(Stored items)
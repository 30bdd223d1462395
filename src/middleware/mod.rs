// ABOUTME: HTTP middleware for request tracing and cross-origin access
// ABOUTME: Provides request spans with correlation ids and the CORS layer

pub mod cors;
pub mod tracing;

// CORS configuration
pub use cors::setup_cors;

// Request tracing
pub use tracing::{create_request_span, request_id_for, with_request_tracing, RequestSpan};
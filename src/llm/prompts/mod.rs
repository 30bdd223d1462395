// ABOUTME: Prompt templates for workout plans, diet plans and coach chat questions
// ABOUTME: Substitutes readable defaults for profile fields the user left out
//
// SPDX-License-Identifier: MIT OR Apache-2.0
// Copyright (c) 2025 Pierre Fitness Intelligence

//! # Prompts
//!
//! Pure text builders. Profile values are embedded verbatim, so a numeric
//! `age` renders as `31` and a string `"31 years"` renders as written.

use crate::models::{PlanKind, UserProfile};
use serde_json::Value;

/// System message sent ahead of every plan prompt
pub const PLAN_SYSTEM_PROMPT: &str = "You are a professional fitness and nutrition expert.";

const NOT_SPECIFIED: &str = "Not specified";

fn field(value: Option<&Value>, default: &str) -> String {
    UserProfile::display_or(value, default)
}

/// Build the user prompt for the given plan kind
#[must_use]
pub fn build_plan_prompt(kind: PlanKind, profile: &UserProfile) -> String {
    match kind {
        PlanKind::Workout => workout_prompt(profile),
        PlanKind::Diet => diet_prompt(profile),
    }
}

/// Prompt asking for a weekly workout plan
#[must_use]
pub fn workout_prompt(profile: &UserProfile) -> String {
    format!(
        "\nYou are a certified personal trainer and fitness expert. \
         Create a personalized workout plan for:\n\
         \n\
         User Profile:\n\
         - Age: {age}\n\
         - Gender: {gender}\n\
         - Fitness Level: {level}\n\
         - Goals: {goals}\n\
         - Available Time: {time} per day\n\
         - Equipment: {equipment}\n\
         - Restrictions: {restrictions}\n\
         \n\
         Create a weekly workout plan with:\n\
         1. 3-4 workouts per week\n\
         2. Progressive difficulty\n\
         3. Safety considerations\n\
         4. Proper warm-up and cool-down\n\
         5. Exercise modifications for injuries\n\
         \n\
         Return as structured JSON with exercises, sets, reps, and form cues.\n",
        age = field(profile.age.as_ref(), NOT_SPECIFIED),
        gender = field(profile.gender.as_ref(), NOT_SPECIFIED),
        level = field(profile.fitness_level.as_ref(), "Beginner"),
        goals = field(profile.goals.as_ref(), "General fitness"),
        time = field(profile.workout_time.as_ref(), "30 minutes"),
        equipment = field(profile.equipment.as_ref(), "Bodyweight only"),
        restrictions = field(profile.restrictions.as_ref(), "None"),
    )
}

/// Prompt asking for a daily meal plan
#[must_use]
pub fn diet_prompt(profile: &UserProfile) -> String {
    format!(
        "\nYou are a certified nutritionist. Create a personalized meal plan for:\n\
         \n\
         User Profile:\n\
         - Age: {age}\n\
         - Gender: {gender}\n\
         - Weight: {weight}kg\n\
         - Height: {height}cm\n\
         - Goal: {goal}\n\
         - Dietary Preferences: {preference}\n\
         - Activity Level: {activity}\n\
         \n\
         Create a daily meal plan with:\n\
         1. Calculated calorie targets\n\
         2. Macro breakdown (protein, carbs, fats)\n\
         3. 3 main meals + 2 snacks\n\
         4. Shopping list\n\
         5. Prep instructions\n\
         \n\
         Return as structured JSON with meals, calories, and macros.\n",
        age = field(profile.age.as_ref(), NOT_SPECIFIED),
        gender = field(profile.gender.as_ref(), NOT_SPECIFIED),
        weight = field(profile.weight.as_ref(), NOT_SPECIFIED),
        height = field(profile.height.as_ref(), NOT_SPECIFIED),
        goal = field(profile.body_goal.as_ref(), "Maintenance"),
        preference = field(profile.diet_preference.as_ref(), "No restrictions"),
        activity = field(profile.fitness_level.as_ref(), "Moderate"),
    )
}

/// Prompt wrapping a free-text coaching question
#[must_use]
pub fn chat_prompt(question: &str) -> String {
    format!("\nYou are a fitness coach. Answer this question briefly and helpfully:\n{question}\n")
}

#[cfg(test)]
mod tests {
    use super::*;
    use serde_json::json;

    #[test]
    fn test_workout_defaults() {
        let prompt = workout_prompt(&UserProfile::default());
        for expected in [
            "Age: Not specified",
            "Gender: Not specified",
            "Fitness Level: Beginner",
            "Goals: General fitness",
            "Available Time: 30 minutes per day",
            "Equipment: Bodyweight only",
            "Restrictions: None",
        ] {
            assert!(prompt.contains(expected), "missing {expected:?}");
        }
    }

    #[test]
    fn test_diet_defaults() {
        let prompt = diet_prompt(&UserProfile::default());
        for expected in [
            "Age: Not specified",
            "Weight: Not specifiedkg",
            "Height: Not specifiedcm",
            "Goal: Maintenance",
            "Dietary Preferences: No restrictions",
            "Activity Level: Moderate",
        ] {
            assert!(prompt.contains(expected), "missing {expected:?}");
        }
    }

    #[test]
    fn test_values_are_embedded() {
        let profile: UserProfile = serde_json::from_value(json!({
            "age": 28,
            "weight": "70",
            "height": 175.5,
            "body_goal": "cut",
            "fitness_level": "Advanced"
        }))
        .unwrap();

        let diet = build_plan_prompt(PlanKind::Diet, &profile);
        assert!(diet.contains("Age: 28"));
        assert!(diet.contains("Weight: 70kg"));
        assert!(diet.contains("Height: 175.5cm"));
        assert!(diet.contains("Goal: cut"));
        assert!(diet.contains("Activity Level: Advanced"));

        let workout = build_plan_prompt(PlanKind::Workout, &profile);
        assert!(workout.contains("Fitness Level: Advanced"));
    }

    #[test]
    fn test_chat_prompt() {
        let prompt = chat_prompt("How many rest days?");
        assert!(prompt.contains("fitness coach"));
        assert!(prompt.ends_with("How many rest days?\n"));
    }
}
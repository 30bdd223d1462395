// ABOUTME: Environment configuration management for deployment-specific settings
// ABOUTME: Reads port, OpenRouter credentials and CORS origins once at process start
//
// SPDX-License-Identifier: MIT OR Apache-2.0
// Copyright (c) 2025 Pierre Fitness Intelligence

//! Environment-based configuration management for production deployment

use crate::constants::{defaults, env_config};
use anyhow::{Context, Result};
use serde::{Deserialize, Serialize};
use std::env;
use std::fmt;
use std::time::Duration;

/// Strongly typed log level configuration
#[derive(Debug, Clone, Serialize, Deserialize, PartialEq, Eq, Default)]
#[serde(rename_all = "lowercase")]
pub enum LogLevel {
    /// Errors only
    Error,
    /// Warnings and errors
    Warn,
    /// Informational (default)
    #[default]
    Info,
    /// Debug output
    Debug,
    /// Everything
    Trace,
}

impl LogLevel {
    /// Parse from string with fallback
    #[must_use]
    pub fn from_str_or_default(s: &str) -> Self {
        match s.to_lowercase().as_str() {
            "error" => Self::Error,
            "warn" => Self::Warn,
            "debug" => Self::Debug,
            "trace" => Self::Trace,
            _ => Self::Info,
        }
    }
}

impl fmt::Display for LogLevel {
    fn fmt(&self, f: &mut fmt::Formatter<'_>) -> fmt::Result {
        match self {
            Self::Error => write!(f, "error"),
            Self::Warn => write!(f, "warn"),
            Self::Info => write!(f, "info"),
            Self::Debug => write!(f, "debug"),
            Self::Trace => write!(f, "trace"),
        }
    }
}

/// Deployment environment
#[derive(Debug, Clone, Serialize, Deserialize, PartialEq, Eq, Default)]
#[serde(rename_all = "lowercase")]
pub enum Environment {
    /// Local development
    #[default]
    Development,
    /// Production deployment
    Production,
    /// Test runs
    Testing,
}

impl Environment {
    /// Parse from string with fallback
    #[must_use]
    pub fn from_str_or_default(s: &str) -> Self {
        match s.to_lowercase().as_str() {
            "production" | "prod" => Self::Production,
            "testing" | "test" => Self::Testing,
            _ => Self::Development,
        }
    }

    /// Check if this is a production environment
    #[must_use]
    pub const fn is_production(&self) -> bool {
        matches!(self, Self::Production)
    }
}

impl fmt::Display for Environment {
    fn fmt(&self, f: &mut fmt::Formatter<'_>) -> fmt::Result {
        match self {
            Self::Development => write!(f, "development"),
            Self::Production => write!(f, "production"),
            Self::Testing => write!(f, "testing"),
        }
    }
}

/// `OpenRouter` chat-completion settings
#[derive(Clone, Serialize, Deserialize)]
pub struct OpenRouterSettings {
    /// Bearer credential; `None` disables remote plan generation
    #[serde(skip_serializing)]
    pub api_key: Option<String>,
    /// API base URL, without the `/chat/completions` suffix
    pub base_url: String,
    /// Model identifier
    pub model: String,
    /// `HTTP-Referer` header value
    pub referer: String,
    /// `X-Title` header value
    pub title: String,
    /// Request timeout in seconds
    pub timeout_secs: u64,
}

impl OpenRouterSettings {
    /// Whether a credential is configured
    #[must_use]
    pub fn has_api_key(&self) -> bool {
        self.api_key.as_deref().is_some_and(|key| !key.is_empty())
    }

    /// Request timeout as a `Duration`
    #[must_use]
    pub const fn timeout(&self) -> Duration {
        Duration::from_secs(self.timeout_secs)
    }
}

impl Default for OpenRouterSettings {
    fn default() -> Self {
        Self {
            api_key: None,
            base_url: defaults::OPENROUTER_BASE_URL.to_owned(),
            model: defaults::OPENROUTER_MODEL.to_owned(),
            referer: defaults::OPENROUTER_REFERER.to_owned(),
            title: defaults::OPENROUTER_TITLE.to_owned(),
            timeout_secs: defaults::OPENROUTER_TIMEOUT_SECS,
        }
    }
}

// The credential must never reach logs through `{:?}`
impl fmt::Debug for OpenRouterSettings {
    fn fmt(&self, f: &mut fmt::Formatter<'_>) -> fmt::Result {
        f.debug_struct("OpenRouterSettings")
            .field("api_key", &self.api_key.as_ref().map(|_| "<redacted>"))
            .field("base_url", &self.base_url)
            .field("model", &self.model)
            .field("referer", &self.referer)
            .field("title", &self.title)
            .field("timeout_secs", &self.timeout_secs)
            .finish()
    }
}

/// CORS configuration
#[derive(Debug, Clone, Serialize, Deserialize)]
pub struct CorsConfig {
    /// Allowed origins; empty or `*` means any
    pub allowed_origins: Vec<String>,
}

impl Default for CorsConfig {
    fn default() -> Self {
        Self {
            allowed_origins: vec!["*".to_owned()],
        }
    }
}

/// Complete server configuration
#[derive(Debug, Clone, Serialize, Deserialize)]
pub struct ServerConfig {
    /// HTTP listen port
    pub http_port: u16,
    /// Bind address
    pub host: String,
    /// Log level
    pub log_level: LogLevel,
    /// Deployment environment
    pub environment: Environment,
    /// Remote plan service settings
    pub openrouter: OpenRouterSettings,
    /// CORS settings
    pub cors: CorsConfig,
}

impl Default for ServerConfig {
    fn default() -> Self {
        Self {
            http_port: defaults::HTTP_PORT,
            host: defaults::HOST.to_owned(),
            log_level: LogLevel::default(),
            environment: Environment::default(),
            openrouter: OpenRouterSettings::default(),
            cors: CorsConfig::default(),
        }
    }
}

impl ServerConfig {
    /// Load configuration from environment variables
    ///
    /// Only the process environment is read; loading `.env` is left to the caller.
    ///
    /// # Errors
    ///
    /// Returns an error if a numeric variable is set but cannot be parsed
    pub fn from_env() -> Result<Self> {
        let http_port = match env::var(env_config::PORT).or_else(|_| env::var(env_config::HTTP_PORT)) {
            Ok(value) => value
                .trim()
                .parse()
                .with_context(|| format!("Invalid port value: {value}"))?,
            Err(_) => defaults::HTTP_PORT,
        };

        let timeout_secs: u64 = env_var_or(
            env_config::OPENROUTER_TIMEOUT_SECS,
            &defaults::OPENROUTER_TIMEOUT_SECS.to_string(),
        )
        .parse()
        .context("Invalid OPENROUTER_TIMEOUT_SECS value")?;

        let api_key = env::var(env_config::OPENROUTER_API_KEY)
            .ok()
            .map(|key| key.trim().to_owned())
            .filter(|key| !key.is_empty());

        Ok(Self {
            http_port,
            host: env_var_or(env_config::HOST, defaults::HOST),
            log_level: LogLevel::from_str_or_default(&env_var_or(env_config::RUST_LOG, "info")),
            environment: Environment::from_str_or_default(&env_var_or(
                env_config::ENVIRONMENT,
                "development",
            )),
            openrouter: OpenRouterSettings {
                api_key,
                base_url: env_var_or(env_config::OPENROUTER_BASE_URL, defaults::OPENROUTER_BASE_URL),
                model: env_var_or(env_config::OPENROUTER_MODEL, defaults::OPENROUTER_MODEL),
                referer: env_var_or(env_config::OPENROUTER_REFERER, defaults::OPENROUTER_REFERER),
                title: env_var_or(env_config::OPENROUTER_TITLE, defaults::OPENROUTER_TITLE),
                timeout_secs,
            },
            cors: CorsConfig {
                allowed_origins: parse_origins(&env_var_or(env_config::CORS_ALLOWED_ORIGINS, "*")),
            },
        })
    }

    /// One-line summary for startup logs; never includes the credential
    #[must_use]
    pub fn summary(&self) -> String {
        format!(
            "FitCoach Server Configuration: http={}:{}, environment={}, log_level={}, \
             openrouter={} (model={}, timeout={}s), cors={}",
            self.host,
            self.http_port,
            self.environment,
            self.log_level,
            if self.openrouter.has_api_key() {
                "enabled"
            } else {
                "disabled (fallback plans only)"
            },
            self.openrouter.model,
            self.openrouter.timeout_secs,
            self.cors.allowed_origins.join(","),
        )
    }
}

/// Read an environment variable, falling back to `default` when unset
fn env_var_or(key: &str, default: &str) -> String {
    env::var(key).unwrap_or_else(|_| default.to_owned())
}

/// Parse comma-separated CORS origins
fn parse_origins(origins_str: &str) -> Vec<String> {
    if origins_str.trim() == "*" {
        vec!["*".to_owned()]
    } else {
        origins_str
            .split(',')
            .map(|s| s.trim().to_owned())
            .filter(|s| !s.is_empty())
            .collect()
    }
}

#[cfg(test)]
mod tests {
    use super::*;

    #[test]
    fn test_log_level_parsing() {
        assert_eq!(LogLevel::from_str_or_default("DEBUG"), LogLevel::Debug);
        assert_eq!(LogLevel::from_str_or_default("nonsense"), LogLevel::Info);
        assert_eq!(LogLevel::Warn.to_string(), "warn");
    }

    #[test]
    fn test_environment_parsing() {
        assert_eq!(
            Environment::from_str_or_default("prod"),
            Environment::Production
        );
        assert_eq!(
            Environment::from_str_or_default("anything"),
            Environment::Development
        );
    }

    #[test]
    fn test_parse_origins() {
        assert_eq!(parse_origins("*"), vec!["*"]);
        assert_eq!(
            parse_origins("https://a.example, ,https://b.example"),
            vec!["https://a.example", "https://b.example"]
        );
    }

    #[test]
    fn test_debug_redacts_api_key() {
        let settings = OpenRouterSettings {
            api_key: Some("sk-or-v1-secret".to_owned()),
            ..OpenRouterSettings::default()
        };

        let rendered = format!("{settings:?}");
        assert!(!rendered.contains("sk-or-v1-secret"));
        assert!(rendered.contains("<redacted>"));
    }

    #[test]
    fn test_summary_without_key() {
        let config = ServerConfig::default();
        let summary = config.summary();
        assert!(summary.contains("disabled (fallback plans only)"));
        assert!(summary.contains(":10000"));
    }
}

About this task: Copy exactly the stretch of data above from the line with "Request timeout as" through the line with "The credential must", and omit all other lines.

Your solution:
    /// Request timeout as a `Duration`
    #[must_use]
    pub const fn timeout(&self) -> Duration {
        Duration::from_secs(self.timeout_secs)
    }
}

impl Default for OpenRouterSettings {
    fn default() -> Self {
        Self {
            api_key: None,
            base_url: defaults::OPENROUTER_BASE_URL.to_owned(),
            model: defaults::OPENROUTER_MODEL.to_owned(),
            referer: defaults::OPENROUTER_REFERER.to_owned(),
            title: defaults::OPENROUTER_TITLE.to_owned(),
            timeout_secs: defaults::OPENROUTER_TIMEOUT_SECS,
        }
    }
}

// The credential must never reach logs through `{:?}`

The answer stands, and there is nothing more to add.